Grundsätzlich müssen Überstunden bezahlt oder abgebaut werden, wenn der Arbeitsvertrag keine anderweitige Regelung enthält. Die Arbeitszeiterfassung nach dem ArbSchG dient in erster Linie dem Gesundheitsschutz der Beschäftigten. Im produzierenden Gewerbe ist der Bedarf nach einer gesetzlichen Regelung weniger hoch. Dort sind elektronische Zeiterfassungssysteme meist die Regel.
Etwas anderes gilt bei den sogenannten Wissensarbeitern, also solche, bei denen die „Stechuhr-Zeiterfassung“ oft nicht möglich ist, weil die Tätigkeiten dafür zu komplex sind. (Dazu später mehr.)
Nach Erhebungen des Instituts für Arbeitsmarkt- und Berufsforschung der Bundesagentur für Arbeit leistete 2021 jeder Arbeitnehmer durchschnittlich knapp 22 unbezahlte Überstunden. In der Summe wurden demnach 893 Millionen oder gut 52 Prozent aller Überstunden nicht vergütet. Demnach kommen sie im Schnitt auf rund drei Überstunden pro Woche, die bei fehlender Dokumentation oftmals nicht ausgeglichen werden.

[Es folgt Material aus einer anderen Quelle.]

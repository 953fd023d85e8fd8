//! Stateless question selection for multi-episode consultations.
//!
//! The selector owns a validated, frozen ruleset and derives every decision
//! from the episode view handed to it: same input, same output.  Obtained
//! data is the skip predicate — a question whose primary field has been
//! captured (asked or volunteered) is never asked.

use std::collections::{BTreeMap, BTreeSet, HashMap};
use std::path::Path;

use anyhow::Result;
use tracing::{error, warn};

use iris_core::{EpisodeView, QuestionDescriptor, QuestionKind};

use crate::dsl;
use crate::ruleset::Ruleset;

pub struct QuestionSelector {
    ruleset: Ruleset,
    /// `question_id → primary field` (1:1).
    question_to_field: HashMap<String, String>,
    /// `field → question ids` (1:many); used for multi-field satisfaction.
    field_to_questions: BTreeMap<String, BTreeSet<String>>,
}

impl QuestionSelector {
    /// Build a selector over an already-parsed ruleset.  Validation happens
    /// here so a selector can only exist over a well-formed ruleset.
    pub fn new(ruleset: Ruleset) -> Result<Self> {
        ruleset.validate()?;

        let mut question_to_field = HashMap::new();
        let mut field_to_questions: BTreeMap<String, BTreeSet<String>> = BTreeMap::new();
        for question in ruleset.all_questions() {
            question_to_field.insert(question.id.clone(), question.field.clone());
            field_to_questions
                .entry(question.field.clone())
                .or_default()
                .insert(question.id.clone());
        }

        Ok(Self { ruleset, question_to_field, field_to_questions })
    }

    pub fn from_path(path: impl AsRef<Path>) -> Result<Self> {
        Self::new(Ruleset::load(path)?)
    }

    /// Next question for the episode, or `None` when the protocol is
    /// exhausted.  Pending follow-up blocks take priority over sections.
    pub fn next_question(&self, episode: &EpisodeView) -> Option<QuestionDescriptor> {
        for block_id in episode.pending_blocks() {
            if let Some(question) = self.next_block_question(block_id, episode) {
                return Some(question.clone());
            }
        }

        for section in &self.ruleset.section_order {
            let questions = match self.ruleset.sections.get(section) {
                Some(questions) => questions,
                None => continue,
            };
            for question in questions {
                if episode.questions_satisfied.contains(&question.id) {
                    continue;
                }
                if self.is_eligible(question, episode) {
                    return Some(question.clone());
                }
            }
        }

        None
    }

    /// The next `n` questions after `current_id` within the same id-prefix
    /// group, ordered by numeric suffix, eligibility ignored.
    ///
    /// Used to widen extraction prompts so data volunteered ahead of
    /// sequence is captured.  Never wraps into another prefix group.
    pub fn next_window(&self, current_id: &str, n: usize) -> Vec<QuestionDescriptor> {
        if n == 0 {
            return Vec::new();
        }

        let Some((prefix, current_num)) = split_question_id(current_id) else {
            warn!(question_id = current_id, "question id has no numeric suffix");
            return Vec::new();
        };

        let mut group: Vec<(u32, &QuestionDescriptor)> = self
            .ruleset
            .all_questions()
            .filter_map(|question| {
                let (q_prefix, q_num) = split_question_id(&question.id)?;
                (q_prefix == prefix).then_some((q_num, question))
            })
            .collect();
        group.sort_by_key(|(num, _)| *num);

        group
            .into_iter()
            .filter(|(num, _)| *num > current_num)
            .take(n)
            .map(|(_, question)| question.clone())
            .collect()
    }

    /// Every block whose trigger condition currently holds.  Returns all
    /// matches, not just new ones — idempotency is the caller's concern.
    pub fn check_triggers(&self, episode: &EpisodeView) -> BTreeSet<String> {
        let mut activated = BTreeSet::new();
        for (name, trigger) in &self.ruleset.trigger_conditions {
            if self.evaluate_expr(&trigger.condition, episode, name) {
                for block_id in trigger.activates.block_ids() {
                    activated.insert(block_id.to_string());
                }
            }
        }
        activated
    }

    /// A block is complete when every question in it is answered or
    /// currently ineligible.  Ineligible counts as implicitly skipped, and a
    /// completed block never reopens if eligibility later changes.
    pub fn is_block_complete(&self, block_id: &str, episode: &EpisodeView) -> bool {
        let Some(block) = self.ruleset.follow_up_blocks.get(block_id) else {
            warn!(block_id, "unknown block treated as complete");
            return true;
        };

        block.questions.iter().all(|question| {
            episode.questions_answered.contains(&question.id)
                || !self.is_eligible(question, episode)
        })
    }

    /// Questions of a named section, in protocol order.  Empty for unknown
    /// sections.
    pub fn section(&self, name: &str) -> &[QuestionDescriptor] {
        self.ruleset.sections.get(name).map(Vec::as_slice).unwrap_or(&[])
    }

    /// Every question in the ruleset, sections first then blocks.
    pub fn questions(&self) -> impl Iterator<Item = &QuestionDescriptor> {
        self.ruleset.all_questions()
    }

    pub fn primary_field(&self, question_id: &str) -> Option<&str> {
        self.question_to_field.get(question_id).map(String::as_str)
    }

    pub fn questions_for_field(&self, field: &str) -> Option<&BTreeSet<String>> {
        self.field_to_questions.get(field)
    }

    fn next_block_question<'a>(
        &'a self,
        block_id: &str,
        episode: &EpisodeView,
    ) -> Option<&'a QuestionDescriptor> {
        let block = self.ruleset.follow_up_blocks.get(block_id)?;
        block.questions.iter().find(|question| {
            !episode.questions_satisfied.contains(&question.id)
                && self.is_eligible(question, episode)
        })
    }

    fn is_eligible(&self, question: &QuestionDescriptor, episode: &EpisodeView) -> bool {
        match question.kind {
            QuestionKind::Probe => true,
            QuestionKind::Conditional => {
                let Some(name) = question.condition.as_deref() else {
                    // Load validation guarantees a name; treat as ineligible.
                    return false;
                };
                let Some(expr) = self.ruleset.conditions.get(name) else {
                    warn!(condition = name, "unknown condition");
                    return false;
                };
                self.evaluate_expr(expr, episode, name)
            }
        }
    }

    fn evaluate_expr(&self, expr: &serde_json::Value, episode: &EpisodeView, name: &str) -> bool {
        match dsl::evaluate(expr, &episode.fields) {
            Ok(result) => result,
            Err(err) => {
                // Unreachable after load validation; never take down a
                // live consultation over it.
                error!(condition = name, %err, "DSL evaluation failed");
                false
            }
        }
    }
}

/// Split `vl_5` into `("vl", 5)`; multi-part prefixes keep everything before
/// the numeric tail.
fn split_question_id(id: &str) -> Option<(&str, u32)> {
    let (prefix, tail) = id.rsplit_once('_')?;
    let num = tail.parse::<u32>().ok()?;
    Some((prefix, num))
}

Zeiterfassung auch für leitende Angestellte?
Eine genaue Definition, wer unter den Begriff „Leitender Angestellter“ fällt, gibt es nach deutschem Recht bislang nicht. Formal sind dieser Arbeitnehmer. Aufgrund ihrer Funktion, sind sie eher der Arbeitgeberseite zuzuordnen, da diese normalerweise weder hinsichtlich der maximaler Arbeitszeit noch gesetzlich vorgeschriebener Pausenzeiten Vorgaben befolgen müssen. Deshalb ist es fraglich, ob sie die Pflicht zur Erfassung ihrer Arbeitszeit betrifft, zumal das deutsche Arbeitszeitgesetz nicht für sie gilt.
Es kann sein, dass der Gesetzgeber hier in nächster Zeit noch entsprechenden Sonderregelungen nachlegt. Denn der europarechtliche Arbeitnehmerbegriff umfasst auch leitende Angestellte und geschäftsführende Personen.

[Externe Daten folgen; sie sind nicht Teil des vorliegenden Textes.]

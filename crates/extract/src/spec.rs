//! Compiled extraction intent.
//!
//! A [`PromptSpec`] is a contract object, not a convenience bag: it is built
//! through fail-fast constructors so a spec that exists can always be
//! rendered into prompt text.

use std::collections::BTreeMap;

use anyhow::{bail, Result};

use iris_core::{FieldType, QuestionDescriptor};

/// Extraction mode.  Only `Primary` renders today; the other two reserve
/// authority for the clarification replay pipeline.
#[derive(Debug, Clone, Copy, PartialEq, Eq)]
pub enum PromptMode {
    Primary,
    Replay,
    ClarificationExit,
}

/// Episode context anchor.  Reserved: will scope replay extraction to a
/// resolved episode.
#[derive(Debug, Clone, Default, PartialEq)]
pub struct EpisodeAnchor {
    pub episode_id: Option<String>,
    pub resolution_status: Option<String>,
}

/// Complete specification of one extractable field.
#[derive(Debug, Clone, PartialEq)]
pub struct FieldSpec {
    /// Used verbatim as the JSON output key.
    pub field_id: String,
    /// Semantic meaning, e.g. "visual loss onset speed".
    pub label: String,
    pub description: String,
    pub field_type: FieldType,
    pub valid_values: Option<Vec<String>>,
    pub definitions: Option<BTreeMap<String, String>>,
}

impl FieldSpec {
    pub fn new(
        field_id: impl Into<String>,
        label: impl Into<String>,
        description: impl Into<String>,
        field_type: FieldType,
        valid_values: Option<Vec<String>>,
        definitions: Option<BTreeMap<String, String>>,
    ) -> Result<Self> {
        let spec = Self {
            field_id: field_id.into(),
            label: label.into(),
            description: description.into(),
            field_type,
            valid_values,
            definitions,
        };

        if spec.field_id.trim().is_empty() {
            bail!("field_id must be non-empty");
        }
        if spec.label.trim().is_empty() {
            bail!("field_label missing or empty for field '{}'", spec.field_id);
        }
        if spec.description.trim().is_empty() {
            bail!("field_description missing or empty for field '{}'", spec.field_id);
        }
        if spec.field_type == FieldType::Categorical
            && spec.valid_values.as_ref().map_or(true, Vec::is_empty)
        {
            bail!("categorical field '{}' missing valid_values", spec.field_id);
        }
        if let (Some(definitions), Some(valid_values)) = (&spec.definitions, &spec.valid_values) {
            let missing: Vec<&str> = valid_values
                .iter()
                .filter(|value| !definitions.contains_key(*value))
                .map(String::as_str)
                .collect();
            if !missing.is_empty() {
                bail!(
                    "field '{}' definitions incomplete; missing: {}",
                    spec.field_id,
                    missing.join(", ")
                );
            }
        }

        Ok(spec)
    }

    /// Compile a question descriptor into a field spec.  Questions without
    /// prompt metadata (label + description) cannot be compiled.
    pub fn from_question(question: &QuestionDescriptor) -> Result<Self> {
        let label = question
            .field_label
            .clone()
            .filter(|label| !label.trim().is_empty());
        let description = question
            .field_description
            .clone()
            .filter(|description| !description.trim().is_empty());
        let (Some(label), Some(description)) = (label, description) else {
            bail!(
                "question '{}' lacks field_label/field_description for prompting",
                question.id
            );
        };

        Self::new(
            question.field.clone(),
            label,
            description,
            question.field_type,
            question.valid_values.clone(),
            question.definitions.clone(),
        )
    }
}

/// Complete specification for one prompt build.
#[derive(Debug, Clone)]
pub struct PromptSpec {
    pub mode: PromptMode,
    pub primary_field: FieldSpec,
    /// Question the patient was actually asked.
    pub question_text: String,
    /// Lookahead window: fields the model may also extract when clearly
    /// mentioned.
    pub additional_fields: Vec<FieldSpec>,
    pub episode_anchor: Option<EpisodeAnchor>,
}

impl PromptSpec {
    pub fn primary(
        primary_field: FieldSpec,
        question_text: impl Into<String>,
        additional_fields: Vec<FieldSpec>,
    ) -> Result<Self> {
        let question_text = question_text.into();
        if question_text.trim().is_empty() {
            bail!("question_text must be non-empty");
        }
        Ok(Self {
            mode: PromptMode::Primary,
            primary_field,
            question_text,
            additional_fields,
            episode_anchor: None,
        })
    }
}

Bußgeld bei Verstoß gegen die Zeiterfassungspflicht?
Wer die Regelungen zur Arbeitszeiterfassung nicht wie vorgesehen in seinem Betrieb, im Übrigen auch in Kleinstbetrieben, nicht umsetzt, weil er glaubt, dass es ohnehin keine Kontrolle gebe, der irrt. Werden die zuständigen Behörden wie das Landesamt für Arbeitsschutz oder das Gewerbeaufsichtsamt auf einen Verstoß hingewiesen, müssen sie der Sache nachgehen. Das ist wiederum ihre Pflicht!

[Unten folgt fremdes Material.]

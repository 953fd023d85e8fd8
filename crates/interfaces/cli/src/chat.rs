//! Interactive terminal consultation loop.
//!
//! Mirrors what the HTTP transport does per turn — command in, result out,
//! snapshot persisted — with stdin/stdout as the patient surface.  Type
//! `quit`, `exit`, or `stop` to end the consultation early.

use std::io::{BufRead, Write};
use std::sync::Arc;

use anyhow::{bail, Context, Result};

use iris_core::{Command, CommandResult, ConsultationState};
use iris_dialogue::{DialogueManager, TurnStore};

pub async fn run(
    manager: Arc<DialogueManager>,
    store: Arc<TurnStore>,
    resume: Option<String>,
) -> Result<()> {
    let (consultation_id, mut state) = match resume {
        Some(consultation_id) => {
            let state = store
                .load_latest_turn(&consultation_id)?
                .with_context(|| format!("no persisted turns for '{consultation_id}'"))?;
            println!(
                "Resuming consultation {consultation_id} at turn {} — please answer the last \
                 question again.",
                state.turn_count()
            );
            (consultation_id, state)
        }
        None => {
            let result = manager.handle(Command::Start).await?;
            let turn = match result {
                CommandResult::Turn(turn) => turn,
                CommandResult::Illegal(illegal) => bail!("start rejected: {}", illegal.reason),
                CommandResult::Final(_) => bail!("unexpected final report at start"),
            };
            let consultation_id = turn.turn_metadata.consultation_id.clone();
            store.save_turn(&consultation_id, &turn.state)?;
            println!("Consultation {consultation_id}");
            println!("\n{}", turn.system_output);
            (consultation_id, turn.state)
        }
    };

    let stdin = std::io::stdin();
    let mut lines = stdin.lock().lines();
    loop {
        print!("> ");
        std::io::stdout().flush()?;
        let Some(line) = lines.next() else { break };
        let user_input = line?;
        if user_input.trim().is_empty() {
            continue;
        }

        let command = Command::UserTurn { user_input, state: state.clone() };
        match manager.handle(command).await? {
            CommandResult::Turn(turn) => {
                store.save_turn(&consultation_id, &turn.state)?;
                println!("\n{}", turn.system_output);
                state = turn.state;
                if turn.consultation_complete {
                    finalize(&manager, state).await?;
                    return Ok(());
                }
            }
            CommandResult::Illegal(illegal) => bail!("turn rejected: {}", illegal.reason),
            CommandResult::Final(_) => bail!("unexpected final report mid-consultation"),
        }
    }

    Ok(())
}

async fn finalize(manager: &DialogueManager, state: ConsultationState) -> Result<()> {
    match manager.handle(Command::Finalize { state }).await? {
        CommandResult::Final(report) => {
            println!("\nClinical record: {}", report.json_path);
            println!("Summary: {}", report.summary_path);
            println!("Episodes recorded: {}", report.total_episodes);
            Ok(())
        }
        CommandResult::Illegal(illegal) => bail!("finalize rejected: {}", illegal.reason),
        CommandResult::Turn(_) => bail!("unexpected turn result at finalize"),
    }
}
//! Turn orchestration for the consultation engine.
//!
//! The dialogue manager is the command handler that wires the selector,
//! triage gate, extraction pipeline, and state container into single atomic
//! turns.  Alongside it live the pieces only the orchestrator needs: field
//! routing, per-turn persistence, report writers, and the operator-facing
//! state view.

mod display;
mod manager;
mod persistence;
mod reports;
mod routing;

pub use display::format_state_for_display;
pub use manager::DialogueManager;
pub use persistence::TurnStore;
pub use routing::{FieldRoute, FieldRouting};
use std::collections::BTreeMap;

use serde::{Deserialize, Serialize};

/// Value shape a question's field takes.
#[derive(Debug, Clone, Copy, Default, PartialEq, Eq, Serialize, Deserialize)]
#[serde(rename_all = "lowercase")]
pub enum FieldType {
    #[default]
    Text,
    Categorical,
    Boolean,
}

impl FieldType {
    pub fn as_str(self) -> &'static str {
        match self {
            Self::Text => "text",
            Self::Categorical => "categorical",
            Self::Boolean => "boolean",
        }
    }
}

/// Scheduling class of a question within the protocol.
#[derive(Debug, Clone, Copy, Default, PartialEq, Eq, Serialize, Deserialize)]
#[serde(rename_all = "lowercase")]
pub enum QuestionKind {
    /// Always eligible.
    #[default]
    Probe,
    /// Eligible only while its named condition holds.
    Conditional,
}

/// Immutable question representation handed out by the question selector.
///
/// This is the complete specification for one question — everything the
/// prompt builder needs is carried here so downstream consumers never reach
/// back into the ruleset.
#[derive(Debug, Clone, PartialEq, Serialize, Deserialize)]
pub struct QuestionDescriptor {
    pub id: String,
    pub question: String,
    pub field: String,
    #[serde(default)]
    pub field_type: FieldType,
    #[serde(default, rename = "type")]
    pub kind: QuestionKind,
    /// Name of the ruleset condition gating a conditional question.
    #[serde(default, skip_serializing_if = "Option::is_none")]
    pub condition: Option<String>,
    #[serde(default, skip_serializing_if = "Option::is_none")]
    pub valid_values: Option<Vec<String>>,
    #[serde(default, skip_serializing_if = "Option::is_none")]
    pub field_label: Option<String>,
    #[serde(default, skip_serializing_if = "Option::is_none")]
    pub field_description: Option<String>,
    /// Per-value definitions for categorical fields.
    #[serde(default, skip_serializing_if = "Option::is_none")]
    pub definitions: Option<BTreeMap<String, String>>,
}

#[cfg(test)]
mod tests {
    use super::*;

    #[test]
    fn deserializes_minimal_question_with_defaults() {
        let question: QuestionDescriptor = serde_json::from_value(serde_json::json!({
            "id": "vl_1",
            "question": "Have you lost vision?",
            "field": "vl_present",
        }))
        .unwrap();

        assert_eq!(question.field_type, FieldType::Text);
        assert_eq!(question.kind, QuestionKind::Probe);
        assert!(question.condition.is_none());
    }

    #[test]
    fn serializes_type_under_its_wire_name() {
        let question = QuestionDescriptor {
            id: "h_2".into(),
            question: "How severe is the headache?".into(),
            field: "h_severity".into(),
            field_type: FieldType::Categorical,
            kind: QuestionKind::Conditional,
            condition: Some("headache_present".into()),
            valid_values: Some(vec!["mild".into(), "severe".into()]),
            field_label: None,
            field_description: None,
            definitions: None,
        };

        let value = serde_json::to_value(&question).unwrap();
        assert_eq!(value["type"], "conditional");
        assert_eq!(value["field_type"], "categorical");
    }
}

Liegt ein Verstoß gegen die Pflicht zur Zeiterfassung vor, sollte sich der betroffene Arbeitnehmer zunächst nach einem Ansprechpartner in seinem Unternehmen umsehen. Das ist bei größeren Firmen der Betriebsrat. Wenn es keinen Betriebsrat und keine Vertrauensperson in einem Unternehmen gibt, sollte eine Behörde verständigt werden.
In einigen Städten gibt es sogar Hotlines, bei denen man den Verstoß melden kann, das sogenannte „Arbeitsschutztelefon“ in Hamburg zum Beispiel, bei dem sich Betroffene über „unzumutbare Arbeitsbedingungen beschweren“ und Rat einholen können.
Eventuell wird in absehbarer Zeit in diesem Punkt die Gesetzgebung geändert, sodass zum besseren Schutz der Beschäftigten, diese sich direkt an Dritte wenden können, ohne zuvor den Weg über firmeninterne Stellen gehen zu müssen. Denn das kann für den jeweiligen Arbeitnehmer durchaus nach hinten losgehen.
Arbeitgebern drohen momentan bei Verstößen gegen die Zeiterfassungspflicht noch keine Bußgelder, weil es sich dabei, mangels Gesetz, (noch nicht) um eine Ordnungswidrigkeit handelt. Der bloße Verstoß gegen die Pflicht zur Arbeitszeiterfassung nach § 3 ArbSchG ist nicht unmittelbar mit einem Bußgeld belegt. Erhält ein Unternehmen von der zuständigen Behörde jedoch eine konkrete Auflage, die er ignoriert, ist allerdings ein Bußgeld fällig. Und das kann bis zu 30.000 Euro betragen.
Arbeitszeiterfassung in der Praxis
Falls noch nicht geschehen, sollten Sie als erstes Ihre Belegschaft darüber in Kenntnis setzen, dass es ab sofort eine gesetzliche Pflicht zur Arbeitszeiterfassung gibt. Falls Sie noch kein geeignetes System haben, mit dem Sie Arbeitsbeginn, Arbeitsende und Arbeitsdauer Ihrer Beschäftigten erfassen können, zum Beispiel, weil Sie die konkreten gesetzlichen Vorgaben abwarten wollen, gibt es zumindest für eine Übergangslösung einfache Möglichkeiten.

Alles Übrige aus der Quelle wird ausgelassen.